Placencia's a hard habit to break, but day five has us back on the road. We nose south toward the Toledo District and Punta Gorda, a waterfront city of 5,000 that sits just 15 miles from the Guatemalan border. The Southern Highway is smooth and quick all the way, but this part of Belize remains well off the typical tourist tack. It's the far reaches of a country of far reaches. Punta Gorda - or P.G., as it's known locally - is working-class but welcoming to outsiders, a hush-hush home base for anglers angling for the bonefish-tarpon-permit grand slam and divers who've discovered the epic beauty of the Belize Barrier Reef's southern extremity, 35 miles offshore.

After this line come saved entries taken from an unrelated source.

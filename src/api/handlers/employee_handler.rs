//! Employee record handlers.

use axum::{
    extract::{Path, Query, State},
    response::Json,
    routing::get,
    Router,
};
use chrono::NaiveDate;
use serde::Deserialize;
use utoipa::{IntoParams, ToSchema};
use uuid::Uuid;
use validator::Validate;

use crate::api::extractors::ValidatedJson;
use crate::api::AppState;
use crate::domain::{EmployeeResponse, NewEmployee, UpdateEmployee};
use crate::errors::AppResult;
use crate::types::{Created, MessageResponse};

/// Employee creation request
#[derive(Debug, Deserialize, Validate, ToSchema)]
pub struct CreateEmployeeRequest {
    #[validate(length(min = 1, message = "first_name is required"))]
    #[schema(example = "Ada")]
    pub first_name: String,
    #[validate(length(min = 1, message = "last_name is required"))]
    #[schema(example = "Lovelace")]
    pub last_name: String,
    #[validate(email(message = "Invalid email format"))]
    #[schema(example = "ada@example.com")]
    pub email: String,
    #[validate(length(min = 1, message = "gender is required"))]
    #[schema(example = "Female")]
    pub gender: String,
    #[validate(length(min = 1, message = "designation is required"))]
    #[schema(example = "Engineer")]
    pub designation: String,
    #[validate(range(min = 0.0, message = "salary must be a non-negative number"))]
    #[schema(example = 90000.0)]
    pub salary: f64,
    pub date_of_joining: NaiveDate,
    #[validate(length(min = 1, message = "department is required"))]
    #[schema(example = "Engineering")]
    pub department: String,
    #[schema(example = "https://cdn.example.com/photos/ada.png")]
    pub employee_photo: Option<String>,
}

impl From<CreateEmployeeRequest> for NewEmployee {
    fn from(req: CreateEmployeeRequest) -> Self {
        NewEmployee {
            first_name: req.first_name,
            last_name: req.last_name,
            email: req.email,
            gender: req.gender,
            designation: req.designation,
            salary: req.salary,
            date_of_joining: req.date_of_joining,
            department: req.department,
            employee_photo: req.employee_photo,
        }
    }
}

/// Employee partial-update request.
///
/// No field-level validation on purpose: a supplied-but-falsy value is a
/// no-op for that field, not an error.
#[derive(Debug, Deserialize, Validate, ToSchema)]
pub struct UpdateEmployeeRequest {
    pub first_name: Option<String>,
    pub last_name: Option<String>,
    pub email: Option<String>,
    pub gender: Option<String>,
    pub designation: Option<String>,
    pub salary: Option<f64>,
    pub date_of_joining: Option<NaiveDate>,
    pub department: Option<String>,
    pub employee_photo: Option<String>,
}

impl From<UpdateEmployeeRequest> for UpdateEmployee {
    fn from(req: UpdateEmployeeRequest) -> Self {
        UpdateEmployee {
            first_name: req.first_name,
            last_name: req.last_name,
            email: req.email,
            gender: req.gender,
            designation: req.designation,
            salary: req.salary,
            date_of_joining: req.date_of_joining,
            department: req.department,
            employee_photo: req.employee_photo,
        }
    }
}

/// Search filters; both optional, combined with logical AND
#[derive(Debug, Deserialize, IntoParams)]
#[into_params(parameter_in = Query)]
pub struct EmployeeSearchQuery {
    /// Exact-match designation filter
    pub designation: Option<String>,
    /// Exact-match department filter
    pub department: Option<String>,
}

/// Create employee routes
pub fn employee_routes() -> Router<AppState> {
    Router::new()
        .route("/", get(get_all_employees).post(add_employee))
        .route("/search", get(search_employees))
        .route(
            "/:id",
            get(get_employee_by_id)
                .put(update_employee)
                .delete(delete_employee),
        )
}

/// List all employees
#[utoipa::path(
    get,
    path = "/employees",
    tag = "Employees",
    responses(
        (status = 200, description = "List of all employees", body = Vec<EmployeeResponse>)
    )
)]
pub async fn get_all_employees(
    State(state): State<AppState>,
) -> AppResult<Json<Vec<EmployeeResponse>>> {
    let employees = state.employee_service.list_employees().await?;
    Ok(Json(
        employees.into_iter().map(EmployeeResponse::from).collect(),
    ))
}

/// Get employee by ID
#[utoipa::path(
    get,
    path = "/employees/{id}",
    tag = "Employees",
    params(
        ("id" = Uuid, Path, description = "Employee ID")
    ),
    responses(
        (status = 200, description = "Employee record", body = EmployeeResponse),
        (status = 404, description = "Employee not found")
    )
)]
pub async fn get_employee_by_id(
    State(state): State<AppState>,
    Path(id): Path<Uuid>,
) -> AppResult<Json<EmployeeResponse>> {
    let employee = state.employee_service.get_employee(id).await?;
    Ok(Json(EmployeeResponse::from(employee)))
}

/// Search employees by designation and/or department
#[utoipa::path(
    get,
    path = "/employees/search",
    tag = "Employees",
    params(EmployeeSearchQuery),
    responses(
        (status = 200, description = "Matching employees", body = Vec<EmployeeResponse>)
    )
)]
pub async fn search_employees(
    State(state): State<AppState>,
    Query(query): Query<EmployeeSearchQuery>,
) -> AppResult<Json<Vec<EmployeeResponse>>> {
    let employees = state
        .employee_service
        .search_employees(query.designation, query.department)
        .await?;

    Ok(Json(
        employees.into_iter().map(EmployeeResponse::from).collect(),
    ))
}

/// Create a new employee
#[utoipa::path(
    post,
    path = "/employees",
    tag = "Employees",
    request_body = CreateEmployeeRequest,
    responses(
        (status = 201, description = "Employee created successfully", body = EmployeeResponse),
        (status = 400, description = "Validation error")
    )
)]
pub async fn add_employee(
    State(state): State<AppState>,
    ValidatedJson(payload): ValidatedJson<CreateEmployeeRequest>,
) -> AppResult<Created<EmployeeResponse>> {
    let employee = state.employee_service.add_employee(payload.into()).await?;
    Ok(Created(EmployeeResponse::from(employee)))
}

/// Update an employee record
#[utoipa::path(
    put,
    path = "/employees/{id}",
    tag = "Employees",
    params(
        ("id" = Uuid, Path, description = "Employee ID")
    ),
    request_body = UpdateEmployeeRequest,
    responses(
        (status = 200, description = "Employee updated successfully", body = EmployeeResponse),
        (status = 404, description = "Employee not found")
    )
)]
pub async fn update_employee(
    State(state): State<AppState>,
    Path(id): Path<Uuid>,
    ValidatedJson(payload): ValidatedJson<UpdateEmployeeRequest>,
) -> AppResult<Json<EmployeeResponse>> {
    let employee = state
        .employee_service
        .update_employee(id, payload.into())
        .await?;

    Ok(Json(EmployeeResponse::from(employee)))
}

/// Delete an employee record
#[utoipa::path(
    delete,
    path = "/employees/{id}",
    tag = "Employees",
    params(
        ("id" = Uuid, Path, description = "Employee ID")
    ),
    responses(
        (status = 200, description = "Employee deleted successfully", body = MessageResponse),
        (status = 404, description = "Employee not found")
    )
)]
pub async fn delete_employee(
    State(state): State<AppState>,
    Path(id): Path<Uuid>,
) -> AppResult<Json<MessageResponse>> {
    state.employee_service.delete_employee(id).await?;

    Ok(Json(MessageResponse::new(format!(
        "Employee with ID {} deleted successfully!",
        id
    ))))
}
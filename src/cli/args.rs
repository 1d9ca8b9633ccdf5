//! CLI argument definitions.
//!
//! Uses clap derive macros for type-safe argument parsing.

use clap::{Parser, Subcommand};

/// Employee Management API server
#[derive(Parser, Debug)]
#[command(name = "employee-api")]
#[command(author, version, about, long_about = None)]
pub struct Cli {
    /// Enable verbose logging
    #[arg(short, long, global = true)]
    pub verbose: bool,

    #[command(subcommand)]
    pub command: Commands,
}

/// Available CLI commands
#[derive(Subcommand, Debug)]
pub enum Commands {
    /// Start the HTTP server
    Serve(ServeArgs),

    /// Run database migrations
    Migrate(MigrateArgs),
}

/// Arguments for the serve command
#[derive(Parser, Debug)]
pub struct ServeArgs {
    /// Host to bind to
    #[arg(short = 'H', long, default_value = "0.0.0.0", env = "SERVER_HOST")]
    pub host: String,

    /// Port to listen on
    #[arg(short, long, default_value = "4000", env = "SERVER_PORT")]
    pub port: u16,
}

/// Arguments for the migrate command
#[derive(Parser, Debug)]
pub struct MigrateArgs {
    #[command(subcommand)]
    pub action: MigrateAction,
}

/// Migration actions
#[derive(Subcommand, Debug)]
pub enum MigrateAction {
    /// Run pending migrations
    Up,
    /// Rollback last migration
    Down,
    /// Show migration status
    Status,
    /// Reset and re-run all migrations
    Fresh,
}
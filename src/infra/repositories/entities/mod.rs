//! SeaORM entity definitions
//!
//! These are database-specific entities separate from domain models.

pub mod account;
pub mod employee;

// Re-exports for public API convenience
#[allow(unused_imports)]
pub use account::{ActiveModel as AccountActiveModel, Entity as AccountEntity, Model as AccountModel};
#[allow(unused_imports)]
pub use employee::{
    ActiveModel as EmployeeActiveModel, Entity as EmployeeEntity, Model as EmployeeModel,
};
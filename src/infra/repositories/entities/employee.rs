//! Employee database entity for SeaORM.

use sea_orm::entity::prelude::*;

use crate::domain::Employee;

#[derive(Clone, Debug, PartialEq, DeriveEntityModel)]
#[sea_orm(table_name = "employees")]
pub struct Model {
    #[sea_orm(primary_key)]
    pub id: Uuid,
    pub first_name: String,
    pub last_name: String,
    pub email: String,
    pub gender: String,
    pub designation: String,
    #[sea_orm(column_type = "Double")]
    pub salary: f64,
    pub date_of_joining: Date,
    pub department: String,
    pub employee_photo: Option<String>,
    pub created_at: DateTimeUtc,
    pub updated_at: DateTimeUtc,
}

#[derive(Copy, Clone, Debug, EnumIter, DeriveRelation)]
pub enum Relation {}

impl ActiveModelBehavior for ActiveModel {}

/// Convert database model to domain entity
impl From<Model> for Employee {
    fn from(model: Model) -> Self {
        Employee {
            id: model.id,
            first_name: model.first_name,
            last_name: model.last_name,
            email: model.email,
            gender: model.gender,
            designation: model.designation,
            salary: model.salary,
            date_of_joining: model.date_of_joining,
            department: model.department,
            employee_photo: model.employee_photo,
            created_at: model.created_at,
            updated_at: model.updated_at,
        }
    }
}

At Machaca Hill Rainforest Canopy Lodge, 15 minutes up the road from P.G., a dozen suites on stilts sit in the middle of 12,000 acres of pristine rainforest, amid treetops transited by rowdy troops of howler monkeys leaping and swinging from branch to branch. A few hundred feet down the hill snakes Belize's Rio Grande, an emerald-tone beauty with its headwaters deep in the Maya Mountains. From Machaca's dock, accessed via a small electric tram, it's eight lazy miles to the Caribbean Sea.

Despite its eco-easy ambience, Machaca Hill was built and outfitted with a hard-core, cost-be-damned devotion to quality. Before arriving in Belize, general manager Brian Gardiner spent 20-some years running high-end African safaris, including Abercrombie & Kent operations in Kenya and Tanzania. It's this experience that explains the Swarovski spotting scopes on the observation deck, a paddock full of Gary Fisher mountain bikes and the Costa del Mar sunglasses in the gift shop.

The rainforest is plenty dramatic during the day, but the main attraction at Machaca Hill happens when the lights go out. Nighttime in the tree canopy is seriously dark, and with just a screen between bed and bough, the rooms become a Maurice Sendak-worthy jamboree of nocturnal activity, reverberating with the hoot-hooting of blue-crowned motmots, the chattering of red-eyed tree frogs and the menacing howling - roaring, really - of the monkeys. It's a back-to-nature getaway that would make a New Yorker feel right at home.

The sun rises on Day Seven, and we're headed north again. Through the Jimny's filthy windshield flickers a daylong instant replay of our weeklong rush down the length of Belize: Rainforest fades to beach town, beach town fades to jungle river, and jungle river fades to Belize City. When at last the Jimny rolls to a stop, there's a groan and a hiss from under the hood that sounds for the world like a sigh of relief. The window crank falls off in my hand. We made it.